Rockmart High Head Coach Biff Parson is straight forward and direct, and has no issue letting you know, he wants to win, sports clichés be darned. “You get in this profession here to win. If you’re not in it to win, I feel like there’s something wrong with you. Now obviously winning isn’t everything, but to me, it is everything.”

He elaborates further: “in my own opinion, regardless to what everybody else thinks, you’re still teaching them about life. You’re still teaching them character… but in the midst of teaching those things, I am trying to compete and win also. I think that’s the mindset and culture that we have taken on here at Rockmart.

“From all of my experiences of playing and coaching at every level, players are going to be an extension of the head football coach whether he likes it or not.  I want my players to understand that whether we’re in the weight room, on the practice field, on the game field, or in a classroom, I want to be the best. I will hold them to that high standard.” The experienced players understand the culture, they are also helping the coaches teach it to the youngsters. “Our core group has been here every day of the summer” says Parson. “The newbies don’t understand the culture yet, and it is our leader’s responsibility to lead by example. They’ll eventually follow suit.”

Parson is entering his fourth year at Rockmart High. Every season brings accolades that were once common at the Polk County high school. He has worked to build a bond with his players, his coaching staff and his team’s potential to win this upcoming season. “I have been blessed with a really great coaching staff and some really good players.
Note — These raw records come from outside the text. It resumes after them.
use std::fmt;

use sha2::{Digest, Sha256};

/// Running accumulator used to fingerprint context contents.
///
/// Every variable-length item is length-prefixed so that adjacent
/// appends cannot alias (`"ab" + "c"` differs from `"a" + "bc"`).
#[derive(Clone, Default)]
pub struct ContextHasher {
    inner: Sha256,
}

impl ContextHasher {
    pub fn new() -> Self {
        Self::default()
    }

    pub fn append_tag(&mut self, tag: u8) {
        self.inner.update([tag]);
    }

    pub fn append_u64(&mut self, v: u64) {
        self.inner.update(v.to_le_bytes());
    }

    pub fn append_i64(&mut self, v: i64) {
        self.inner.update(v.to_le_bytes());
    }

    pub fn append_f64(&mut self, v: f64) {
        // -0.0 and 0.0 compare equal as JSON numbers, so they must hash equal too.
        let v = if v == 0.0 { 0.0 } else { v };
        self.inner.update(v.to_bits().to_le_bytes());
    }

    pub fn append_str(&mut self, s: &str) {
        self.append_u64(s.len() as u64);
        self.inner.update(s.as_bytes());
    }

    pub fn finish(self) -> ContextHash {
        ContextHash(self.inner.finalize().into())
    }
}

/// Content fingerprint of a context, suitable as a memoization key.
#[derive(Clone, Copy, PartialEq, Eq, Hash, PartialOrd, Ord)]
pub struct ContextHash([u8; 32]);

impl ContextHash {
    pub fn as_bytes(&self) -> &[u8; 32] {
        &self.0
    }

    pub fn to_hex(&self) -> String {
        hex::encode(self.0)
    }
}

impl fmt::Display for ContextHash {
    fn fmt(&self, f: &mut fmt::Formatter<'_>) -> fmt::Result {
        f.write_str(&self.to_hex())
    }
}

impl fmt::Debug for ContextHash {
    fn fmt(&self, f: &mut fmt::Formatter<'_>) -> fmt::Result {
        write!(f, "ContextHash({})", self.to_hex())
    }
}
// src/parser.rs

/// Left-to-right cursor over a string, used by the substitution engine.
pub struct Scanner<'a> {
    s: &'a str,
    i: usize,
}

impl<'a> Scanner<'a> {
    pub fn new(s: &'a str) -> Self {
        Self { s, i: 0 }
    }

    pub fn peek_char(&self) -> Option<char> {
        self.s[self.i..].chars().next()
    }

    pub fn bump(&mut self) -> Option<char> {
        let c = self.peek_char()?;
        self.i += c.len_utf8();
        Some(c)
    }

    pub fn consume_char(&mut self, c: char) -> bool {
        if self.peek_char() == Some(c) {
            self.i += c.len_utf8();
            true
        } else {
            false
        }
    }

    /// Consumes the longest run of characters matching `pred`.
    pub fn take_while(&mut self, pred: impl Fn(char) -> bool) -> &'a str {
        let start = self.i;
        while let Some(c) = self.peek_char() {
            if !pred(c) {
                break;
            }
            self.i += c.len_utf8();
        }
        &self.s[start..self.i]
    }

    /// Consumes everything up to and including `end`, returning the text
    /// before it. Without a terminator the rest of the input is returned.
    pub fn capture_until(&mut self, end: char) -> &'a str {
        let captured = self.take_while(|c| c != end);
        self.consume_char(end);
        captured
    }

    /// Consumes a run of `c`, returning its length.
    pub fn count_run(&mut self, c: char) -> usize {
        self.take_while(|x| x == c).chars().count()
    }
}

#[cfg(test)]
mod tests {
    use super::*;
    use pretty_assertions::assert_eq;

    #[test]
    fn capture_until_consumes_terminator() {
        let mut s = Scanner::new("name}rest");
        assert_eq!(s.capture_until('}'), "name");
        assert_eq!(s.peek_char(), Some('r'));
    }

    #[test]
    fn capture_until_runs_to_end_when_unterminated() {
        let mut s = Scanner::new("name");
        assert_eq!(s.capture_until('}'), "name");
        assert_eq!(s.peek_char(), None);
    }

    #[test]
    fn handles_multibyte_characters() {
        let mut s = Scanner::new("é##x");
        assert_eq!(s.bump(), Some('é'));
        assert_eq!(s.count_run('#'), 2);
        assert_eq!(s.take_while(|c| c.is_ascii_alphanumeric()), "x");
        assert_eq!(s.peek_char(), None);
    }
}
I can tell you it isn’t Coach Parson’s coaching that is making things happen. I am not that smart,” Parson says as he laughs.

“We are excited about the 2019 season,” Parson says in closing, “and we are excited about things that are going to happen around campus. There is a new scoreboard going up, along with new press boxes on both sides of the field. Anyone in Rockmart or the surrounding area who wants to come watch some good football games this seasonwill be here on Friday nights or wherever Rockmart plays.”